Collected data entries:
☆ ☆ ☆ ☆

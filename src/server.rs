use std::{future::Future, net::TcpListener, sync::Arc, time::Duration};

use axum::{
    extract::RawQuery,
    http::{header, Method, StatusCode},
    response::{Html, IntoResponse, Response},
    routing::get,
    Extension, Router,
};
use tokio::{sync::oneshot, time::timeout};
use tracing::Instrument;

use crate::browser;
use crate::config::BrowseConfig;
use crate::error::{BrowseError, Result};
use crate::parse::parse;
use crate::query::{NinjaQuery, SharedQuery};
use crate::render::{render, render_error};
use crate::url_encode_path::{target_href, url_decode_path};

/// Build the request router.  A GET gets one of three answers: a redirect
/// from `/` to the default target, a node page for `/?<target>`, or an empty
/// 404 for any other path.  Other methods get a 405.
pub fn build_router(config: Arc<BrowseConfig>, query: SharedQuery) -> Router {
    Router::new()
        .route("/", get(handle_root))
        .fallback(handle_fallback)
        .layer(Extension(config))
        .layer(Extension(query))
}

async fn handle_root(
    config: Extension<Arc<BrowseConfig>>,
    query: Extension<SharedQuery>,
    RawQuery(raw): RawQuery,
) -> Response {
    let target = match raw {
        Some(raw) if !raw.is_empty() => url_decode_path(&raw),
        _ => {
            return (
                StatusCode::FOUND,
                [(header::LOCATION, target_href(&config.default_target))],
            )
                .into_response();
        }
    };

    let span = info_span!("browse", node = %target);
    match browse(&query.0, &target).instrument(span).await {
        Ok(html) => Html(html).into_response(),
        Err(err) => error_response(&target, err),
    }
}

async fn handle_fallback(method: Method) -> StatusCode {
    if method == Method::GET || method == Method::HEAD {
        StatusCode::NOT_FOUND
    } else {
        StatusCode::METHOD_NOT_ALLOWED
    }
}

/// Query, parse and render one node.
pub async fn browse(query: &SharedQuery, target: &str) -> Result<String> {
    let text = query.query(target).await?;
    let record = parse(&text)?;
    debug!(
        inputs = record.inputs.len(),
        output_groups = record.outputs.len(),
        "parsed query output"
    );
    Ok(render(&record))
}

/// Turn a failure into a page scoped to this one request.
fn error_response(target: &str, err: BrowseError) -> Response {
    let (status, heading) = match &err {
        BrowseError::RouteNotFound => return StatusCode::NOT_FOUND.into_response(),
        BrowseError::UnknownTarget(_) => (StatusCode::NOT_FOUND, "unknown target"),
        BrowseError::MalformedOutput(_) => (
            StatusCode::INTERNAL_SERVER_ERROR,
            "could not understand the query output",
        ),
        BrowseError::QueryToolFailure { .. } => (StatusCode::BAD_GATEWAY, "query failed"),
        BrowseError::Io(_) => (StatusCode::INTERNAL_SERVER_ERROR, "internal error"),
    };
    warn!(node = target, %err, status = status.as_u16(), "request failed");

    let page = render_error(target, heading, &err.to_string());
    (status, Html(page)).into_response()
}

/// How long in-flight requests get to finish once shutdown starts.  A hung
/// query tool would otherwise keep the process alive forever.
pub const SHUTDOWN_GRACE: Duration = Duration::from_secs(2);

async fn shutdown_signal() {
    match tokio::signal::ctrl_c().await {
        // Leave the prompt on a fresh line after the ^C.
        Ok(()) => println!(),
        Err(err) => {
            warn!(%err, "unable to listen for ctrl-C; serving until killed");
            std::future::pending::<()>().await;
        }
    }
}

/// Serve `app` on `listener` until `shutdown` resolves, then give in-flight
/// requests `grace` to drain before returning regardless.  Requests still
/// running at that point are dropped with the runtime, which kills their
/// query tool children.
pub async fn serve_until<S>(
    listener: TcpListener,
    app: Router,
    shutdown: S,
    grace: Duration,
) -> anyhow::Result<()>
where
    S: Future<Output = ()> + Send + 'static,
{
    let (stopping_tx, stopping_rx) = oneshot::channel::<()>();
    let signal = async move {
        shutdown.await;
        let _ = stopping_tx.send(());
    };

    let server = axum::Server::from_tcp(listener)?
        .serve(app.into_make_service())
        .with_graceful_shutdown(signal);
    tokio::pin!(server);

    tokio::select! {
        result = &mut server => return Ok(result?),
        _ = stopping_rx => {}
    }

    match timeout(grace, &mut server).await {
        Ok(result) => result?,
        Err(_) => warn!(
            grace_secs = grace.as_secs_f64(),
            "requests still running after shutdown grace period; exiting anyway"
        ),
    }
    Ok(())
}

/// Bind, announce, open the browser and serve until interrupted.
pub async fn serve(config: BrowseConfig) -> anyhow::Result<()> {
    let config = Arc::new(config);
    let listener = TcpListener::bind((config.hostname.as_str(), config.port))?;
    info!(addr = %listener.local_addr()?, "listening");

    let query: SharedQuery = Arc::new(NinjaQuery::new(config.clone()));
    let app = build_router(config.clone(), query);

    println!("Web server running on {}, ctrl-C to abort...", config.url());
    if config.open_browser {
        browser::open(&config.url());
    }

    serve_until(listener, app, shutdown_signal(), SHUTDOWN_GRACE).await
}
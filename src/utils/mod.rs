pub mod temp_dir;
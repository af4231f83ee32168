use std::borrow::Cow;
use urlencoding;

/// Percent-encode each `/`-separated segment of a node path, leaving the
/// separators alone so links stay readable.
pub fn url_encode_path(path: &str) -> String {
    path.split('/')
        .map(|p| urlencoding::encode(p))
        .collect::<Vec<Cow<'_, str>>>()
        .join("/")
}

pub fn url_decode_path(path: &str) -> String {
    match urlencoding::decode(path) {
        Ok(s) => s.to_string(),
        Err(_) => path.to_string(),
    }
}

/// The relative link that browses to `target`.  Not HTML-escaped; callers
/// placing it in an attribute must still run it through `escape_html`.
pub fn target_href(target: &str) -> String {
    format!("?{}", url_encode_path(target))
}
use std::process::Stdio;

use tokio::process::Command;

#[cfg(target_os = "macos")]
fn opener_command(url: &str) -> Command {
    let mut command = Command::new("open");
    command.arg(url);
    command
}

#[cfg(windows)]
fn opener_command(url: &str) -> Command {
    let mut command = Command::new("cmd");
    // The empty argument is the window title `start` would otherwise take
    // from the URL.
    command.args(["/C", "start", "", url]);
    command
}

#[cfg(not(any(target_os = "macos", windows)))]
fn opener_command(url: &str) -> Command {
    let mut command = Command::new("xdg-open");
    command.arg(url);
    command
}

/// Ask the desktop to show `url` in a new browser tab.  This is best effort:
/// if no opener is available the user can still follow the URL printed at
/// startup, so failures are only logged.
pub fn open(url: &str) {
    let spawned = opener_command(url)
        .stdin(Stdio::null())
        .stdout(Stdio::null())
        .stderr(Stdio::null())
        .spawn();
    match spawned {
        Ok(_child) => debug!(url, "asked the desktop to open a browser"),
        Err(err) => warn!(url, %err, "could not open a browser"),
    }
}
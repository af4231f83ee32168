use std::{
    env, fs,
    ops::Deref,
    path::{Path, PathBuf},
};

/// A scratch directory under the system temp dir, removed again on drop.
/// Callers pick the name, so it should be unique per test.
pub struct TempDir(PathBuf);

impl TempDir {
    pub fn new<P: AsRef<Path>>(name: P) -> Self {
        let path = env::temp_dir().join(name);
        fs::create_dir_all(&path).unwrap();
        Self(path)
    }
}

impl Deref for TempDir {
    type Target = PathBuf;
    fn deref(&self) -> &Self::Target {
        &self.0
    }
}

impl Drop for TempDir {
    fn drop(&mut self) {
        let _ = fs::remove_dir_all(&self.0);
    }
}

☆ ☆ ☆ ☆

Restate every entry exactly. Leave nothing out.

● **Reply to the task**
filename src/server.rs
use std::{future::Future, net::TcpListener, sync::Arc, time::Duration};

use axum::{
    extract::RawQuery,
    http::{header, Method, StatusCode},
    response::{Html, IntoResponse, Response},
    routing::get,
    Extension, Router,
};
use tokio::{sync::oneshot, time::timeout};
use tracing::Instrument;

use crate::browser;
use crate::config::BrowseConfig;
use crate::error::{BrowseError, Result};
use crate::parse::parse;
use crate::query::{NinjaQuery, SharedQuery};
use crate::render::{render, render_error};
use crate::url_encode_path::{target_href, url_decode_path};

/// Build the request router.  A GET gets one of three answers: a redirect
/// from `/` to the default target, a node page for `/?<target>`, or an empty
/// 404 for any other path.  Other methods get a 405.
pub fn build_router(config: Arc<BrowseConfig>, query: SharedQuery) -> Router {
    Router::new()
        .route("/", get(handle_root))
        .fallback(handle_fallback)
        .layer(Extension(config))
        .layer(Extension(query))
}

async fn handle_root(
    config: Extension<Arc<BrowseConfig>>,
    query: Extension<SharedQuery>,
    RawQuery(raw): RawQuery,
) -> Response {
    let target = match raw {
        Some(raw) if !raw.is_empty() => url_decode_path(&raw),
        _ => {
            return (
                StatusCode::FOUND,
                [(header::LOCATION, target_href(&config.default_target))],
            )
                .into_response();
        }
    };

    let span = info_span!("browse", node = %target);
    match browse(&query.0, &target).instrument(span).await {
        Ok(html) => Html(html).into_response(),
        Err(err) => error_response(&target, err),
    }
}

async fn handle_fallback(method: Method) -> StatusCode {
    if method == Method::GET || method == Method::HEAD {
        StatusCode::NOT_FOUND
    } else {
        StatusCode::METHOD_NOT_ALLOWED
    }
}

/// Query, parse and render one node.
pub async fn browse(query: &SharedQuery, target: &str) -> Result<String> {
    let text = query.query(target).await?;
    let record = parse(&text)?;
    debug!(
        inputs = record.inputs.len(),
        output_groups = record.outputs.len(),
        "parsed query output"
    );
    Ok(render(&record))
}

/// Turn a failure into a page scoped to this one request.
fn error_response(target: &str, err: BrowseError) -> Response {
    let (status, heading) = match &err {
        BrowseError::RouteNotFound => return StatusCode::NOT_FOUND.into_response(),
        BrowseError::UnknownTarget(_) => (StatusCode::NOT_FOUND, "unknown target"),
        BrowseError::MalformedOutput(_) => (
            StatusCode::INTERNAL_SERVER_ERROR,
            "could not understand the query output",
        ),
        BrowseError::QueryToolFailure { .. } => (StatusCode::BAD_GATEWAY, "query failed"),
        BrowseError::Io(_) => (StatusCode::INTERNAL_SERVER_ERROR, "internal error"),
    };
    warn!(node = target, %err, status = status.as_u16(), "request failed");

    let page = render_error(target, heading, &err.to_string());
    (status, Html(page)).into_response()
}

/// How long in-flight requests get to finish once shutdown starts.  A hung
/// query tool would otherwise keep the process alive forever.
pub const SHUTDOWN_GRACE: Duration = Duration::from_secs(2);

async fn shutdown_signal() {
    match tokio::signal::ctrl_c().await {
        // Leave the prompt on a fresh line after the ^C.
        Ok(()) => println!(),
        Err(err) => {
            warn!(%err, "unable to listen for ctrl-C; serving until killed");
            std::future::pending::<()>().await;
        }
    }
}

/// Serve `app` on `listener` until `shutdown` resolves, then give in-flight
/// requests `grace` to drain before returning regardless.  Requests still
/// running at that point are dropped with the runtime, which kills their
/// query tool children.
pub async fn serve_until<S>(
    listener: TcpListener,
    app: Router,
    shutdown: S,
    grace: Duration,
) -> anyhow::Result<()>
where
    S: Future<Output = ()> + Send + 'static,
{
    let (stopping_tx, stopping_rx) = oneshot::channel::<()>();
    let signal = async move {
        shutdown.await;
        let _ = stopping_tx.send(());
    };

    let server = axum::Server::from_tcp(listener)?
        .serve(app.into_make_service())
        .with_graceful_shutdown(signal);
    tokio::pin!(server);

    tokio::select! {
        result = &mut server => return Ok(result?),
        _ = stopping_rx => {}
    }

    match timeout(grace, &mut server).await {
        Ok(result) => result?,
        Err(_) => warn!(
            grace_secs = grace.as_secs_f64(),
            "requests still running after shutdown grace period; exiting anyway"
        ),
    }
    Ok(())
}

/// Bind, announce, open the browser and serve until interrupted.
pub async fn serve(config: BrowseConfig) -> anyhow::Result<()> {
    let config = Arc::new(config);
    let listener = TcpListener::bind((config.hostname.as_str(), config.port))?;
    info!(addr = %listener.local_addr()?, "listening");

    let query: SharedQuery = Arc::new(NinjaQuery::new(config.clone()));
    let app = build_router(config.clone(), query);

    println!("Web server running on {}, ctrl-C to abort...", config.url());
    if config.open_browser {
        browser::open(&config.url());
    }

    serve_until(listener, app, shutdown_signal(), SHUTDOWN_GRACE).await
}
filename src/utils/mod.rs
pub mod temp_dir;
repository af4231f83ee32168
use std::borrow::Cow;
use urlencoding;

/// Percent-encode each `/`-separated segment of a node path, leaving the
/// separators alone so links stay readable.
pub fn url_encode_path(path: &str) -> String {
    path.split('/')
        .map(|p| urlencoding::encode(p))
        .collect::<Vec<Cow<'_, str>>>()
        .join("/")
}

pub fn url_decode_path(path: &str) -> String {
    match urlencoding::decode(path) {
        Ok(s) => s.to_string(),
        Err(_) => path.to_string(),
    }
}

/// The relative link that browses to `target`.  Not HTML-escaped; callers
/// placing it in an attribute must still run it through `escape_html`.
pub fn target_href(target: &str) -> String {
    format!("?{}", url_encode_path(target))
}
use std::process::Stdio;

use tokio::process::Command;

#[cfg(target_os = "macos")]
fn opener_command(url: &str) -> Command {
    let mut command = Command::new("open");
    command.arg(url);
    command
}

#[cfg(windows)]
fn opener_command(url: &str) -> Command {
    let mut command = Command::new("cmd");
    // The empty argument is the window title `start` would otherwise take
    // from the URL.
    command.args(["/C", "start", "", url]);
    command
}

#[cfg(not(any(target_os = "macos", windows)))]
fn opener_command(url: &str) -> Command {
    let mut command = Command::new("xdg-open");
    command.arg(url);
    command
}

/// Ask the desktop to show `url` in a new browser tab.  This is best effort:
/// if no opener is available the user can still follow the URL printed at
/// startup, so failures are only logged.
pub fn open(url: &str) {
    let spawned = opener_command(url)
        .stdin(Stdio::null())
        .stdout(Stdio::null())
        .stderr(Stdio::null())
        .spawn();
    match spawned {
        Ok(_child) => debug!(url, "asked the desktop to open a browser"),
        Err(err) => warn!(url, %err, "could not open a browser"),
    }
}
repository af4231f83ee32168
use std::{
    env, fs,
    ops::Deref,
    path::{Path, PathBuf},
};

/// A scratch directory under the system temp dir, removed again on drop.
/// Callers pick the name, so it should be unique per test.
pub struct TempDir(PathBuf);

impl TempDir {
    pub fn new<P: AsRef<Path>>(name: P) -> Self {
        let path = env::temp_dir().join(name);
        fs::create_dir_all(&path).unwrap();
        Self(path)
    }
}

impl Deref for TempDir {
    type Target = PathBuf;
    fn deref(&self) -> &Self::Target {
        &self.0
    }
}

impl Drop for TempDir {
    fn drop(&mut self) {
        let _ = fs::remove_dir_all(&self.0);
    }
}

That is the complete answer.